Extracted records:
#####

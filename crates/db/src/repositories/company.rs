use crate::models::DbCompany;
use bizagent_core::models::company::{ContactUpdate, NewCompany};
use chrono::Utc;
use eyre::{eyre, Result};
use sqlx::{Pool, Postgres};
use uuid::Uuid;

const COMPANY_COLUMNS: &str = "id, name, website, email, phone, address, contact_person, \
                               industry, size, created_at, updated_at";

pub async fn create_company(pool: &Pool<Postgres>, company: &NewCompany) -> Result<DbCompany> {
    let id = Uuid::new_v4();
    let now = Utc::now();

    tracing::debug!("Creating company: id={}, name={}", id, company.name);

    let row = sqlx::query_as::<_, DbCompany>(&format!(
        r#"
        INSERT INTO companies (id, name, website, email, phone, address, contact_person,
                               industry, size, created_at, updated_at)
        VALUES ($1, $2, $3, $4, $5, $6, $7, $8, $9, $10, $10)
        RETURNING {}
        "#,
        COMPANY_COLUMNS
    ))
    .bind(id)
    .bind(&company.name)
    .bind(&company.website)
    .bind(&company.email)
    .bind(&company.phone)
    .bind(&company.address)
    .bind(&company.contact_person)
    .bind(&company.industry)
    .bind(&company.size)
    .bind(now)
    .fetch_one(pool)
    .await?;

    Ok(row)
}

pub async fn get_company_by_id(pool: &Pool<Postgres>, id: Uuid) -> Result<Option<DbCompany>> {
    let row = sqlx::query_as::<_, DbCompany>(&format!(
        "SELECT {} FROM companies WHERE id = $1",
        COMPANY_COLUMNS
    ))
    .bind(id)
    .fetch_optional(pool)
    .await?;

    Ok(row)
}

pub async fn list_companies(pool: &Pool<Postgres>) -> Result<Vec<DbCompany>> {
    let rows = sqlx::query_as::<_, DbCompany>(&format!(
        "SELECT {} FROM companies ORDER BY name ASC",
        COMPANY_COLUMNS
    ))
    .fetch_all(pool)
    .await?;

    Ok(rows)
}

/// Overwrites only the contact fields that are present in `contact`.
pub async fn update_contact_info(
    pool: &Pool<Postgres>,
    id: Uuid,
    contact: &ContactUpdate,
) -> Result<DbCompany> {
    let row = sqlx::query_as::<_, DbCompany>(&format!(
        r#"
        UPDATE companies
        SET email = COALESCE($2, email),
            phone = COALESCE($3, phone),
            address = COALESCE($4, address),
            contact_person = COALESCE($5, contact_person),
            updated_at = $6
        WHERE id = $1
        RETURNING {}
        "#,
        COMPANY_COLUMNS
    ))
    .bind(id)
    .bind(&contact.email)
    .bind(&contact.phone)
    .bind(&contact.address)
    .bind(&contact.contact_person)
    .bind(Utc::now())
    .fetch_optional(pool)
    .await?
    .ok_or_else(|| eyre!("Company not found"))?;

    Ok(row)
}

#####

◆ **Your instructions**
From the opening line of the data above through the line holding "use uuid::Uuid;", give every line again exactly as it stands.

◆ **Solution to this exercise**
filename crates/db/src/repositories/company.rs
use crate::models::DbCompany;
use bizagent_core::models::company::{ContactUpdate, NewCompany};
use chrono::Utc;
use eyre::{eyre, Result};
use sqlx::{Pool, Postgres};
use uuid::Uuid;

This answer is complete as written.